Wash. Admin. Code § 326-08-110 - Initial order
(1) Within ninety
days after the conclusion of a full adjudicative proceeding or after submission
of memos, briefs, or proposed findings that the administrative law judge may
allow after the adjudicative proceeding, the administrative law judge shall
prepare an initial order for signature by the director.
(2) The initial order shall include a
statement of findings and conclusions and the reasons and basis on all the
material issues of fact, law, or discretion presented on the record, including
the remedy or sanction. Any findings based substantially on credibility of
evidence or demeanor of witnesses shall be so identified. Findings set forth in
language that is essentially a repetition or paraphrase of the relevant
provision of law shall be accompanied by a concise and explicit statement of
the underlying evidence of record to support the findings. The initial order
shall also include a statement of the available procedures and time limits for
seeking reconsideration or other administrative relief. An initial order shall
include a statement of any circumstances under which the initial order, without
further notice, may become a final order.
(3) Findings of fact shall be based
exclusively on the evidence of record in the adjudicative proceeding and on
matters officially noticed in that proceeding. Findings shall be based on the
kind of evidence on which reasonably prudent persons are accustomed to rely in
the conduct of their affairs. Findings may be based on such evidence even if it
would be inadmissible in a civil trial. However, the administrative law judge
shall not base a finding exclusively on such inadmissible evidence unless the
administrative law judge determines that doing so would not unduly abridge the
parties' opportunities to confront witnesses and rebut evidence. The basis for
this determination shall appear in the order.

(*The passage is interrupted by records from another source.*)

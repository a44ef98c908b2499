//! Explicit session state with generation-based supersession.
//!
//! The session owns everything tied to the "current" upload: the selected
//! file name, the normalized image, the latest analysis result, and a
//! status flag. It is a value type — every transition consumes the old
//! session and returns a new one, so there is no ambient mutable state to
//! corrupt from a stale async completion.
//!
//! ## Supersession, not cancellation
//!
//! Neither PDF rendering nor the analysis call can be preempted once
//! started. Instead, each `begin_*` transition bumps a monotonically
//! increasing [`Generation`]; the matching `finish_*` transition compares
//! generations and silently discards completions belonging to a superseded
//! operation. A new file selection therefore invalidates any in-flight
//! work for the previous one without coordinating with it.

use crate::error::MediScanError;
use crate::types::{AnalysisResult, NormalizedImage};

/// Monotonic counter identifying one ingest or analysis attempt.
#[derive(Debug, Clone, Copy, PartialEq, Eq, PartialOrd, Ord)]
pub struct Generation(u64);

/// Coarse lifecycle phase of the session.
#[derive(Debug, Clone, Copy, PartialEq, Eq, Default)]
pub enum SessionStatus {
    /// No file selected.
    #[default]
    Idle,
    /// An ingest is in flight.
    Ingesting,
    /// A normalized image is ready; analysis may start.
    Ready,
    /// An analysis call is in flight.
    Analyzing,
}

/// The single per-user session: current file, image, result, and status.
#[derive(Debug, Default)]
pub struct Session {
    generation: u64,
    status: SessionStatus,
    file_name: Option<String>,
    image: Option<NormalizedImage>,
    result: Option<AnalysisResult>,
    last_error: Option<String>,
}

impl Session {
    pub fn new() -> Self {
        Self::default()
    }

    pub fn status(&self) -> SessionStatus {
        self.status
    }

    pub fn file_name(&self) -> Option<&str> {
        self.file_name.as_deref()
    }

    pub fn image(&self) -> Option<&NormalizedImage> {
        self.image.as_ref()
    }

    pub fn result(&self) -> Option<&AnalysisResult> {
        self.result.as_ref()
    }

    pub fn last_error(&self) -> Option<&str> {
        self.last_error.as_deref()
    }

    /// Whether the "Analyze" action should be enabled: an image is present
    /// and no operation of either kind is outstanding.
    pub fn can_analyze(&self) -> bool {
        self.image.is_some() && self.status == SessionStatus::Ready
    }

    /// Start ingesting a newly selected file.
    ///
    /// Supersedes any in-flight ingest or analysis: their completions will
    /// carry an older generation and be discarded. The previous result and
    /// error are cleared; the previous image stays visible until the new
    /// ingest resolves.
    pub fn begin_ingest(mut self, file_name: impl Into<String>) -> (Self, Generation) {
        self.generation += 1;
        self.status = SessionStatus::Ingesting;
        self.file_name = Some(file_name.into());
        self.result = None;
        self.last_error = None;
        let gen = Generation(self.generation);
        (self, gen)
    }

    /// Resolve an ingest attempt.
    ///
    /// A stale generation leaves the session untouched. Failure fully
    /// resets the session — no dangling preview or partial bytes survive —
    /// keeping only the error message for display.
    pub fn finish_ingest(
        mut self,
        gen: Generation,
        outcome: Result<NormalizedImage, MediScanError>,
    ) -> Self {
        if gen.0 != self.generation {
            return self;
        }
        match outcome {
            Ok(image) => {
                self.image = Some(image);
                self.status = SessionStatus::Ready;
                self
            }
            Err(e) => {
                let mut reset = Session::new();
                reset.generation = self.generation;
                reset.last_error = Some(e.to_string());
                reset
            }
        }
    }

    /// Start an analysis of the current image.
    ///
    /// Fails with [`MediScanError::MissingInput`] when no image is set.
    pub fn begin_analysis(mut self) -> Result<(Self, Generation), (Self, MediScanError)> {
        if self.image.is_none() {
            return Err((self, MediScanError::MissingInput));
        }
        self.generation += 1;
        self.status = SessionStatus::Analyzing;
        self.result = None;
        self.last_error = None;
        let gen = Generation(self.generation);
        Ok((self, gen))
    }

    /// Resolve an analysis attempt.
    ///
    /// A stale generation leaves the session untouched. Unlike ingestion,
    /// failure preserves the selected file and image so the user can retry
    /// without re-uploading.
    pub fn finish_analysis(
        mut self,
        gen: Generation,
        outcome: Result<AnalysisResult, MediScanError>,
    ) -> Self {
        if gen.0 != self.generation {
            return self;
        }
        match outcome {
            Ok(result) => {
                self.result = Some(result);
            }
            Err(e) => {
                self.last_error = Some(e.to_string());
            }
        }
        self.status = SessionStatus::Ready;
        self
    }

    /// Explicit user reset: discard everything but keep the generation
    /// counter monotonic so in-flight completions remain stale.
    pub fn reset(self) -> Self {
        let mut fresh = Session::new();
        fresh.generation = self.generation + 1;
        fresh
    }
}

(4) Where it bears on the issues presented,
the experience, technical competency, and specialized knowledge of the office
may be used in the evaluation of evidence.
(5) If an administrative law judge becomes
unavailable for any reason before the entry of the order, a substitute
administrative law judge shall be appointed by the office of administrative
hearings. The substitute administrative law judge shall use any existing record
and may conduct any further proceedings appropriate in the interests of
justice. Any action taken by a duly appointed administrative law judge for an
unavailable administrative law judge is as effective as if taken by the
unavailable administrative law judge.
(6) The administrative law judge shall cause
to be served copies of the order on all parties.
Notes
Statutory Authority: RCW 39.19.030. 11-11-030, § 326-08-110, filed 5/11/11, effective 6/11/11. Statutory Authority: RCW 39.19.030(7). 92-15-077, § 326-08-110, filed 7/16/92, effective 8/16/92. Statutory Authority: Chapter 39.19 RCW. 84-09-002 (Order 84-5), § 326-08-110, filed 4/5/84.